All lines from the opening of the entries below through the line containing "is configured, the" must be output exactly as they appear, with no other lines.

#### Records for this exercise
<<<<
//! # Show Command Implementation
//!
//! This module implements the `show` subcommand, which prints the settings
//! an entry resolves to after applying entry, URL and global precedence.
//!
//! Unless `--offline` is given and no `perforce.port` is configured, the
//! Perforce port is discovered by running the `info` command against the
//! service. Passwords are always masked.

use std::path::Path;

use anyhow::Result;
use clap::Args;

use git_fusion_url::output::{emoji, mask_secret, OutputConfig};

/// Show the effective settings of a configuration entry
#[derive(Args, Debug)]
pub struct ShowArgs {
    /// Entry id; defaults to the first usable entry.
    pub entry: Option<String>,

    /// Do not contact the service to discover the Perforce port.
    #[arg(long)]
    pub offline: bool,
}

/// Execute the `show` command.
pub fn execute(args: ShowArgs, config_path: &Path, color_flag: &str) -> Result<()> {
    let out = OutputConfig::from_env_and_flag(color_flag);
    let store = super::load_store(config_path, !args.offline)?;
    let entry = super::select_entry(&store, args.entry.as_deref())?;

    let url = entry.url()?;
    let perforce_port = entry.perforce_port()?;
    let params = entry.git_config_params();
    let auto_create = if entry.is_auto_create_configured() {
        emoji(&out, "✅ configured", "configured")
    } else {
        emoji(&out, "❌ not configured", "not configured")
    };

    println!("{} Entry: {}", emoji(&out, "🎯", "[ENTRY]"), entry.id());
    println!("  url:               {}", url.to_url_string()?);
    println!("  user:              {}", entry.git_fusion_user()?);
    println!(
        "  password:          {}",
        mask_secret(&entry.git_fusion_password()?)
    );
    println!("  perforce user:     {}", entry.perforce_user()?);
    println!(
        "  perforce password: {}",
        mask_secret(&entry.perforce_password()?)
    );
    println!(
        "  perforce port:     {}",
        perforce_port.as_deref().unwrap_or("(unknown)")
    );
    println!("  auto-create:       {}", auto_create);
    if !params.is_empty() {
        println!("  git config:        {}", params.join(" "));
    }

    Ok(())
}
pub mod client;
pub mod config;
pub mod error;
pub mod models;

pub use client::{AccessToken, ProfileClient};
pub use config::ClientConfig;
pub use error::ApiError;
use serde::Deserialize;
use serde::de::DeserializeOwned;

use crate::config::ClientConfig;
use crate::error::ApiError;
use crate::models::{UserProfile, UserProfileCreate, UserProfileUpdate};

/// Bearer token returned by the login endpoint.
#[derive(Debug, Clone, Deserialize)]
pub struct AccessToken {
    pub access_token: String,
    pub token_type: String,
}

/// Typed client for the user-management service.
///
/// Holds an optional bearer token; [`login`](ProfileClient::login) stores the
/// token it receives, after which every call sends it.
pub struct ProfileClient {
    http: reqwest::Client,
    base_url: String,
    token: Option<String>,
}

impl ProfileClient {
    pub fn new(config: &ClientConfig) -> Self {
        let http = reqwest::Client::builder()
            .timeout(std::time::Duration::from_secs(config.timeout_secs))
            .build()
            .expect("Failed to build HTTP client");

        Self {
            http,
            base_url: config.base_url.clone(),
            token: None,
        }
    }

    pub fn with_token(config: &ClientConfig, token: impl Into<String>) -> Self {
        let mut client = Self::new(config);
        client.token = Some(token.into());
        client
    }

    pub fn token(&self) -> Option<&str> {
        self.token.as_deref()
    }

    pub fn set_token(&mut self, token: impl Into<String>) {
        self.token = Some(token.into());
    }

    fn url(&self, path: &str) -> String {
        format!("{}{}", self.base_url, path)
    }

    fn authed(&self, req: reqwest::RequestBuilder) -> reqwest::RequestBuilder {
        match &self.token {
            Some(token) => req.bearer_auth(token),
            None => req,
        }
    }

    async fn decode<T: DeserializeOwned>(resp: reqwest::Response) -> Result<T, ApiError> {
        let status = resp.status();
        if !status.is_success() {
            let body = resp.text().await.unwrap_or_default();
            return Err(ApiError::from_status(status.as_u16(), &body));
        }
        resp.json::<T>().await.map_err(ApiError::from)
    }

    /// Exchange credentials for a bearer token (OAuth2 password flow) and
    /// store it for subsequent calls.
    pub async fn login(&mut self, email: &str, password: &str) -> Result<AccessToken, ApiError> {
        tracing::debug!("Logging in as {email}");

        let resp = self
            .http
            .post(self.url("/api/v1/login/access-token"))
            .form(&[("username", email), ("password", password)])
            .send()
            .await?;

        let token: AccessToken = Self::decode(resp).await?;
        self.token = Some(token.access_token.clone());
        Ok(token)
    }

    /// Fetch the profile the current token belongs to.
    pub async fn read_me(&self) -> Result<UserProfile, ApiError> {
        let resp = self
            .authed(self.http.get(self.url("/api/v1/users/me")))
            .send()
            .await?;
        Self::decode(resp).await
    }

    /// Update the current user's own profile. Fields left `None` stay
    /// unchanged.
    pub async fn update_me(&self, update: &UserProfileUpdate) -> Result<UserProfile, ApiError> {
        let resp = self
            .authed(self.http.put(self.url("/api/v1/users/me")))
            .json(update)
            .send()
            .await?;
        Self::decode(resp).await
    }

    pub async fn list_users(&self, skip: u32, limit: u32) -> Result<Vec<UserProfile>, ApiError> {
        let resp = self
            .authed(self.http.get(self.url("/api/v1/users")))
            .query(&[("skip", skip), ("limit", limit)])
            .send()
            .await?;
        Self::decode(resp).await
    }

    /// Create a new profile; the service assigns the id and defaults any
    /// absent fields.
    pub async fn create_user(&self, create: &UserProfileCreate) -> Result<UserProfile, ApiError> {
        tracing::debug!("Creating user {}", create.email);

        let resp = self
            .authed(self.http.post(self.url("/api/v1/users")))
            .json(create)
            .send()
            .await?;
        Self::decode(resp).await
    }

    pub async fn read_user(&self, id: i64) -> Result<UserProfile, ApiError> {
        let resp = self
            .authed(self.http.get(self.url(&format!("/api/v1/users/{id}"))))
            .send()
            .await?;
        Self::decode(resp).await
    }

    pub async fn update_user(
        &self,
        id: i64,
        update: &UserProfileUpdate,
    ) -> Result<UserProfile, ApiError> {
        let resp = self
            .authed(self.http.put(self.url(&format!("/api/v1/users/{id}"))))
            .json(update)
            .send()
            .await?;
        Self::decode(resp).await
    }

    /// Delete a profile, returning the deleted record.
    pub async fn delete_user(&self, id: i64) -> Result<UserProfile, ApiError> {
        let resp = self
            .authed(self.http.delete(self.url(&format!("/api/v1/users/{id}"))))
            .send()
            .await?;
        Self::decode(resp).await
    }
}
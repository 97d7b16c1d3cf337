#[derive(Debug, Clone)]
pub struct ClientConfig {
    pub base_url: String,
    pub timeout_secs: u64,
}

impl ClientConfig {
    pub fn new(base_url: impl Into<String>) -> Self {
        Self {
            base_url: normalize(base_url.into()),
            timeout_secs: 30,
        }
    }

    pub fn from_env() -> Result<Self, String> {
        let base_url = env_required("PROFILE_API_BASE_URL")?;

        let timeout_secs: u64 = env_or("PROFILE_API_TIMEOUT_SECS", "30")
            .parse()
            .map_err(|e| format!("Invalid PROFILE_API_TIMEOUT_SECS: {e}"))?;

        Ok(ClientConfig {
            base_url: normalize(base_url),
            timeout_secs,
        })
    }
}

// Path joins assume no trailing slash on the base URL.
fn normalize(mut base_url: String) -> String {
    while base_url.ends_with('/') {
        base_url.pop();
    }
    base_url
}

fn env_required(key: &str) -> Result<String, String> {
    std::env::var(key).map_err(|_| format!("Missing required environment variable: {key}"))
}

fn env_or(key: &str, default: &str) -> String {
    std::env::var(key).unwrap_or_else(|_| default.to_string())
}
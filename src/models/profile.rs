use serde::{Deserialize, Serialize};

/// A user profile as the service returns it. Records come back fully
/// populated; the id is assigned by the service and never by a client.
#[derive(Debug, Clone, PartialEq, Eq, Serialize, Deserialize)]
pub struct UserProfile {
    pub id: i64,
    pub email: String,
    pub is_active: bool,
    pub is_superuser: bool,
    pub full_name: String,
    pub invite_code: String,
}

/// Partial update for an existing profile. Fields left `None` are omitted
/// from the payload and stay unchanged on the server; this shape cannot
/// clear a field.
#[derive(Debug, Clone, Default, PartialEq, Eq, Serialize, Deserialize)]
pub struct UserProfileUpdate {
    #[serde(skip_serializing_if = "Option::is_none")]
    pub email: Option<String>,
    #[serde(skip_serializing_if = "Option::is_none")]
    pub full_name: Option<String>,
    /// Write-only: accepted here, never present in [`UserProfile`].
    #[serde(skip_serializing_if = "Option::is_none")]
    pub password: Option<String>,
    #[serde(skip_serializing_if = "Option::is_none")]
    pub is_active: Option<bool>,
    #[serde(skip_serializing_if = "Option::is_none")]
    pub is_superuser: Option<bool>,
    #[serde(skip_serializing_if = "Option::is_none")]
    pub invite_code: Option<String>,
}

/// Payload for creating a profile. Only the email is required; the service
/// defaults everything else and assigns the id.
#[derive(Debug, Clone, PartialEq, Eq, Serialize, Deserialize)]
pub struct UserProfileCreate {
    pub email: String,
    #[serde(skip_serializing_if = "Option::is_none")]
    pub full_name: Option<String>,
    #[serde(skip_serializing_if = "Option::is_none")]
    pub password: Option<String>,
    #[serde(skip_serializing_if = "Option::is_none")]
    pub is_active: Option<bool>,
    #[serde(skip_serializing_if = "Option::is_none")]
    pub is_superuser: Option<bool>,
    #[serde(skip_serializing_if = "Option::is_none")]
    pub invite_code: Option<String>,
}

impl UserProfileUpdate {
    /// True when no field is set, i.e. the payload requests no changes.
    pub fn is_empty(&self) -> bool {
        self.email.is_none()
            && self.full_name.is_none()
            && self.password.is_none()
            && self.is_active.is_none()
            && self.is_superuser.is_none()
            && self.invite_code.is_none()
    }
}

impl UserProfileCreate {
    pub fn new(email: impl Into<String>) -> Self {
        Self {
            email: email.into(),
            full_name: None,
            password: None,
            is_active: None,
            is_superuser: None,
            invite_code: None,
        }
    }
}

impl From<UserProfile> for UserProfileUpdate {
    fn from(profile: UserProfile) -> Self {
        Self {
            email: Some(profile.email),
            full_name: Some(profile.full_name),
            password: None,
            is_active: Some(profile.is_active),
            is_superuser: Some(profile.is_superuser),
            invite_code: Some(profile.invite_code),
        }
    }
}

impl From<UserProfileCreate> for UserProfileUpdate {
    fn from(create: UserProfileCreate) -> Self {
        Self {
            email: Some(create.email),
            full_name: create.full_name,
            password: create.password,
            is_active: create.is_active,
            is_superuser: create.is_superuser,
            invite_code: create.invite_code,
        }
    }
}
>>>>
#### Solution to this task
//! # Show Command Implementation
//!
//! This module implements the `show` subcommand, which prints the settings
//! an entry resolves to after applying entry, URL and global precedence.
//!
//! Unless `--offline` is given and no `perforce.port` is configured, the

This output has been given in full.